§ What to produce: What lines below include the string "UpdateEngine"? Pick them out and copy them.
+ + + + +
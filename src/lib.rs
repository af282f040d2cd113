//! Self-update engine for desktop applications.
//!
//! Installations live under one root with versioned `app-<version>`
//! directories, a `packages/` cache, and a `RELEASES` manifest pinning the
//! installed version. Updates are planned against a remote feed (HTTP or a
//! plain folder), downloaded with checksum verification, optionally shipped
//! as chained delta packages, and promoted atomically.

pub mod apply;
pub mod delta;
pub mod download;
pub mod engine;
pub mod env;
pub mod error;
pub mod lock;
pub mod manifest;
pub mod package;
pub mod planner;
pub mod util;

pub use apply::{ApplyEngine, LifecycleProbe, ShellIntegration};
pub use delta::{DeltaEngine, DiffStrategy};
pub use download::{Downloader, UpdateSource};
pub use engine::UpdateEngine;
pub use error::{UpdateError, UpdateResult};
pub use lock::InstanceLock;
pub use manifest::{PackageVersion, ReleaseEntry};
pub use planner::UpdateInfo;
use std::fs;
use std::io::Write;
use std::path::{Path, PathBuf};
use std::time::Duration;

use log::{debug, error, info, warn};
use sysinfo::{Pid, ProcessesToUpdate, System};
use tokio::time::Instant;

use crate::error::{UpdateError, UpdateResult};
use crate::util::sha1_hex;

const POLL_INTERVAL: Duration = Duration::from_millis(250);

/// Cross-process mutual exclusion for one installation root.
///
/// Backed by an exclusively-created file in the shared temp directory named
/// from a hash of the root path: processes updating the same install collide,
/// different installs do not. The holder's PID is recorded so a lock leaked
/// by a crashed process can be reclaimed instead of blocking updates forever.
///
/// Callers must release the guard explicitly; dropping it without `release`
/// is a programming error that is reported (and cleaned up best-effort)
/// rather than silently ignored.
#[derive(Debug)]
pub struct InstanceLock {
    path: PathBuf,
    released: bool,
}

impl InstanceLock {
    /// Acquire the update lock for `root`, polling every 250ms until
    /// `timeout` elapses.
    pub async fn acquire(root: &Path, timeout: Duration) -> UpdateResult<Self> {
        let path = lock_path(root);
        let deadline = Instant::now() + timeout;
        debug!("lock: acquiring {}", path.display());

        loop {
            match try_create(&path) {
                Ok(()) => {
                    info!("lock: acquired {}", path.display());
                    return Ok(Self {
                        path,
                        released: false,
                    });
                }
                Err(err) if err.kind() == std::io::ErrorKind::AlreadyExists => {
                    if holder_is_dead(&path) {
                        warn!("lock: reclaiming lock from dead holder");
                        let _ = fs::remove_file(&path);
                        continue;
                    }
                    if Instant::now() >= deadline {
                        return Err(UpdateError::LockTimeout);
                    }
                    tokio::time::sleep(POLL_INTERVAL).await;
                }
                Err(err) => return Err(err.into()),
            }
        }
    }

    /// Release the lock, deleting the lock file.
    pub fn release(mut self) -> UpdateResult<()> {
        self.released = true;
        fs::remove_file(&self.path)?;
        debug!("lock: released {}", self.path.display());
        Ok(())
    }
}

impl Drop for InstanceLock {
    fn drop(&mut self) {
        if !self.released {
            error!(
                "lock: guard for {} dropped without release; cleaning up",
                self.path.display()
            );
            let _ = fs::remove_file(&self.path);
        }
    }
}

fn lock_path(root: &Path) -> PathBuf {
    let canonical = root.canonicalize().unwrap_or_else(|_| root.to_owned());
    let digest = sha1_hex(canonical.to_string_lossy().as_bytes());
    std::env::temp_dir().join(format!("slipstream-{}.lock", &digest[..12]))
}

/// Stage the PID in a private temp file, then link it into place. The link
/// either publishes PID and lock in one step or fails with `AlreadyExists`;
/// contenders never observe a lock file without its holder recorded.
fn try_create(path: &Path) -> std::io::Result<()> {
    let dir = path
        .parent()
        .map(Path::to_owned)
        .unwrap_or_else(std::env::temp_dir);
    let mut staged = tempfile::NamedTempFile::new_in(dir)?;
    write!(staged, "{}", std::process::id())?;
    staged.flush()?;
    fs::hard_link(staged.path(), path)?;
    Ok(())
}

/// A lock whose recorded holder no longer runs is stale. Locks are published
/// with their PID already written, so unparsable contents are leftovers from
/// a crashed run and count as stale too.
fn holder_is_dead(path: &Path) -> bool {
    let Ok(contents) = fs::read_to_string(path) else {
        return false; // deleted by a concurrent release; poll again
    };
    let Ok(pid) = contents.trim().parse::<u32>() else {
        return true;
    };
    if pid == std::process::id() {
        return false;
    }
    let pid = Pid::from_u32(pid);
    let mut system = System::new();
    system.refresh_processes(ProcessesToUpdate::Some(&[pid]), true);
    system.process(pid).is_none()
}
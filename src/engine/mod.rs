use std::fs;
use std::path::{Path, PathBuf};
use std::time::Duration;

use log::{info, warn};

use crate::apply::ApplyEngine;
use crate::download::{Downloader, UpdateSource};
use crate::env;
use crate::error::UpdateResult;
use crate::lock::InstanceLock;
use crate::manifest::{self, PackageVersion, ReleaseEntry};
use crate::planner::{self, UpdateInfo};
use crate::util::ProgressReporter;

const DEFAULT_LOCK_TIMEOUT: Duration = Duration::from_secs(30);

/// Progress split across the phases of a full update run.
const CHECK_DONE: u8 = 10;
const DOWNLOAD_DONE: u8 = 60;

/// Facade over the whole update pipeline: manifest check, package download,
/// delta resolution, and install, all under one [`InstanceLock`].
///
/// Progress is reported as a monotonic 0 to 100 percentage: the check phase
/// covers 0-10, downloads 10-60, and resolution plus install 60-100.
pub struct UpdateEngine {
    root: PathBuf,
    source: UpdateSource,
    package_id: Option<String>,
    downloader: Downloader,
    apply: ApplyEngine,
    lock_timeout: Duration,
}

impl UpdateEngine {
    pub fn new(root: &Path, source: UpdateSource) -> Self {
        Self {
            root: root.to_owned(),
            source,
            package_id: None,
            downloader: Downloader::new(),
            apply: ApplyEngine::new(root),
            lock_timeout: DEFAULT_LOCK_TIMEOUT,
        }
    }

    /// Package id passed along to HTTP feeds for server-side filtering.
    pub fn with_package_id(mut self, id: &str) -> Self {
        self.package_id = Some(id.to_owned());
        self
    }

    pub fn with_downloader(mut self, downloader: Downloader) -> Self {
        self.downloader = downloader;
        self
    }

    pub fn with_apply_engine(mut self, apply: ApplyEngine) -> Self {
        self.apply = apply;
        self
    }

    pub fn with_lock_timeout(mut self, timeout: Duration) -> Self {
        self.lock_timeout = timeout;
        self
    }

    /// Compare the local manifest against the feed and plan what to apply.
    pub async fn check_for_update(&self, ignore_delta_updates: bool) -> UpdateResult<UpdateInfo> {
        let local = self.read_local_releases();
        let local_version = manifest::find_current_version(&local)
            .map(|e| e.version().clone());
        let remote = self
            .downloader
            .fetch_release_entries(&self.source, self.package_id.as_deref(), local_version.as_ref())
            .await?;
        planner::determine_update_info(
            &local,
            &remote,
            &env::packages_dir(&self.root),
            ignore_delta_updates,
        )
    }

    /// Download every package the plan names into the packages directory.
    pub async fn download_releases(
        &self,
        info: &UpdateInfo,
        on_progress: Option<&mut (dyn FnMut(u8) + Send)>,
    ) -> UpdateResult<Vec<PathBuf>> {
        let mut progress = ProgressReporter::new(on_progress);
        self.downloader
            .fetch_packages(info, &self.source, |done, total| {
                progress.report_scaled(done, total, 0, 100);
            })
            .await
    }

    /// Apply an already-downloaded plan under the instance lock.
    pub async fn apply_releases(
        &self,
        info: &UpdateInfo,
        on_progress: Option<&mut (dyn FnMut(u8) + Send)>,
    ) -> UpdateResult<PackageVersion> {
        let lock = InstanceLock::acquire(&self.root, self.lock_timeout).await?;
        let mut progress = ProgressReporter::new(on_progress);
        let result = self.apply.apply(info, &mut progress).await;
        release_quietly(lock);
        result
    }

    /// Run the whole cycle: check, download, resolve, install. When a delta
    /// chain fails for delta-specific reasons (bad checksum, unusable patch,
    /// broken chain) the cycle is retried once with deltas ignored; any other
    /// failure propagates as is.
    pub async fn full_update(
        &self,
        on_progress: Option<&mut (dyn FnMut(u8) + Send)>,
    ) -> UpdateResult<PackageVersion> {
        env::ensure_layout(&self.root)?;
        let lock = InstanceLock::acquire(&self.root, self.lock_timeout).await?;
        let mut progress = ProgressReporter::new(on_progress);

        let result = match self.run_cycle(false, &mut progress).await {
            Err(err) if err.is_delta_specific() => {
                warn!("engine: delta update failed ({err}); retrying with full packages only");
                self.run_cycle(true, &mut progress).await
            }
            other => other,
        };

        release_quietly(lock);
        result
    }

    async fn run_cycle(
        &self,
        ignore_delta_updates: bool,
        progress: &mut ProgressReporter<'_>,
    ) -> UpdateResult<PackageVersion> {
        let info = self.check_for_update(ignore_delta_updates).await?;
        progress.report(CHECK_DONE);

        if !info.is_noop() {
            self.downloader
                .fetch_packages(&info, &self.source, |done, total| {
                    progress.report_scaled(done, total, CHECK_DONE, DOWNLOAD_DONE);
                })
                .await?;
        }
        progress.report(DOWNLOAD_DONE);

        self.apply.apply(&info, progress).await
    }

    /// Remove the installation entirely.
    pub async fn full_uninstall(&self) -> UpdateResult<()> {
        let lock = InstanceLock::acquire(&self.root, self.lock_timeout).await?;
        let result = self.apply.full_uninstall().await;
        release_quietly(lock);
        result
    }

    fn read_local_releases(&self) -> Vec<ReleaseEntry> {
        let path = env::local_releases_path(&self.root);
        match fs::read_to_string(&path) {
            Ok(text) => manifest::parse(&text),
            Err(_) => {
                info!("engine: no local manifest at {}", path.display());
                Vec::new()
            }
        }
    }
}

fn release_quietly(lock: InstanceLock) {
    if let Err(err) = lock.release() {
        warn!("engine: releasing the instance lock failed: {err}");
    }
}

#[cfg(test)]
mod tests {
    use super::*;
    use crate::delta::DeltaEngine;
    use crate::error::UpdateError;
    use crate::package;
    use std::io::Write as _;
    use tempfile::tempdir;

    const NUSPEC: &[u8] = b"<package><metadata><id>MyApp</id></metadata></package>";

    /// Bytes that deflate cannot shrink, so package sizes track content sizes.
    fn noise(len: usize) -> Vec<u8> {
        let mut state = 0x2545f491_u64;
        (0..len)
            .map(|_| {
                state = state.wrapping_mul(6364136223846793005).wrapping_add(1442695040888963407);
                (state >> 33) as u8
            })
            .collect()
    }

    fn make_full_package(dir: &Path, version: &str, files: &[(&str, &[u8])]) -> PathBuf {
        let tree = tempdir().unwrap();
        for (rel, contents) in files {
            let path = tree.path().join(rel);
            fs::create_dir_all(path.parent().unwrap()).unwrap();
            fs::write(path, contents).unwrap();
        }
        fs::write(tree.path().join("MyApp.nuspec"), NUSPEC).unwrap();
        let out = dir.join(format!("MyApp-{version}-full.nupkg"));
        package::create(tree.path(), &out).unwrap();
        out
    }

    fn write_feed_manifest(feed: &Path, packages: &[&PathBuf]) {
        let entries: Vec<ReleaseEntry> = packages
            .iter()
            .map(|p| ReleaseEntry::from_file(p).unwrap())
            .collect();
        let mut file = fs::File::create(feed.join(env::RELEASES_FILE)).unwrap();
        manifest::write(&entries, &mut file).unwrap();
        file.flush().unwrap();
    }

    fn engine_for(root: &Path, feed: &Path) -> UpdateEngine {
        UpdateEngine::new(root, UpdateSource::LocalDir(feed.to_owned()))
            .with_lock_timeout(Duration::from_millis(500))
    }

    #[tokio::test]
    async fn full_update_bootstraps_from_a_folder_feed() {
        let feed = tempdir().unwrap();
        let root = tempdir().unwrap();
        let pkg = make_full_package(feed.path(), "1.0.0", &[("lib/app/data.bin", b"payload")]);
        write_feed_manifest(feed.path(), &[&pkg]);

        let mut ticks: Vec<u8> = Vec::new();
        let mut callback = |p: u8| ticks.push(p);
        let version = engine_for(root.path(), feed.path())
            .full_update(Some(&mut callback))
            .await
            .unwrap();

        assert_eq!(version.to_string(), "1.0.0");
        assert_eq!(
            fs::read(root.path().join("app-1.0.0/data.bin")).unwrap(),
            b"payload"
        );
        assert!(ticks.is_sorted());
        assert_eq!(ticks.last(), Some(&100));

        // The local manifest now pins the installed version.
        let check = engine_for(root.path(), feed.path())
            .check_for_update(false)
            .await
            .unwrap();
        assert!(check.is_noop());
    }

    #[tokio::test]
    async fn second_full_update_is_a_noop_returning_current_version() {
        let feed = tempdir().unwrap();
        let root = tempdir().unwrap();
        let pkg = make_full_package(feed.path(), "2.1.0", &[("lib/app/a.bin", b"a")]);
        write_feed_manifest(feed.path(), &[&pkg]);

        let engine = engine_for(root.path(), feed.path());
        engine.full_update(None).await.unwrap();
        let version = engine.full_update(None).await.unwrap();
        assert_eq!(version.to_string(), "2.1.0");
    }

    #[tokio::test]
    async fn corrupt_delta_falls_back_to_the_full_package() {
        let feed = tempdir().unwrap();
        let root = tempdir().unwrap();
        env::ensure_layout(root.path()).unwrap();

        // Shared bulk keeps the delta far cheaper than the full package.
        let bulk = noise(32 * 1024);
        let v1 = make_full_package(
            feed.path(),
            "1.0.0",
            &[("lib/app/bulk.bin", bulk.as_slice()), ("lib/app/data.bin", b"one")],
        );
        let v2 = make_full_package(
            feed.path(),
            "1.1.0",
            &[("lib/app/bulk.bin", bulk.as_slice()), ("lib/app/data.bin", b"one two")],
        );
        let delta = DeltaEngine::default()
            .create_delta(&v1, &v2, feed.path())
            .unwrap();

        // Corrupt the delta's checksum sidecar so applying it must fail.
        let unpacked = tempdir().unwrap();
        package::extract(&delta, unpacked.path()).unwrap();
        fs::write(
            unpacked.path().join("lib/app/data.bin.shasum"),
            format!("{} data.bin 7", "AA".repeat(20)),
        )
        .unwrap();
        package::create(unpacked.path(), &delta).unwrap();
        write_feed_manifest(feed.path(), &[&v1, &delta, &v2]);

        // Simulate an existing 1.0.0 install: app dir, base package, manifest.
        fs::create_dir(root.path().join("app-1.0.0")).unwrap();
        let packages = env::packages_dir(root.path());
        fs::copy(&v1, packages.join("MyApp-1.0.0-full.nupkg")).unwrap();
        write_feed_manifest(&packages, &[&v1]);

        let engine = engine_for(root.path(), feed.path());
        let check = engine.check_for_update(false).await.unwrap();
        assert!(check.is_delta_plan(), "fixture must plan a delta chain");

        let version = engine.full_update(None).await.unwrap();
        assert_eq!(version.to_string(), "1.1.0");
        assert_eq!(
            fs::read(root.path().join("app-1.1.0/data.bin")).unwrap(),
            b"one two"
        );
    }

    #[tokio::test]
    async fn concurrent_full_update_times_out_on_the_lock() {
        let feed = tempdir().unwrap();
        let root = tempdir().unwrap();
        env::ensure_layout(root.path()).unwrap();
        let pkg = make_full_package(feed.path(), "1.0.0", &[("lib/app/a.bin", b"a")]);
        write_feed_manifest(feed.path(), &[&pkg]);

        let held = InstanceLock::acquire(root.path(), Duration::from_millis(100))
            .await
            .unwrap();
        let result = engine_for(root.path(), feed.path()).full_update(None).await;
        assert!(matches!(result, Err(UpdateError::LockTimeout)));
        held.release().unwrap();
    }

    #[tokio::test]
    async fn folder_feed_without_manifest_is_synthesized() {
        let feed = tempdir().unwrap();
        let root = tempdir().unwrap();
        make_full_package(feed.path(), "3.0.0", &[("lib/app/a.bin", b"a")]);

        let info = engine_for(root.path(), feed.path())
            .check_for_update(false)
            .await
            .unwrap();
        assert!(info.is_bootstrap());
        assert_eq!(
            info.future_release_entry().unwrap().filename(),
            "MyApp-3.0.0-full.nupkg"
        );
    }
}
+ + + + +
§ Solution to the problem:
pub use engine::UpdateEngine;
pub struct UpdateEngine {
impl UpdateEngine {
    fn engine_for(root: &Path, feed: &Path) -> UpdateEngine {
        UpdateEngine::new(root, UpdateSource::LocalDir(feed.to_owned()))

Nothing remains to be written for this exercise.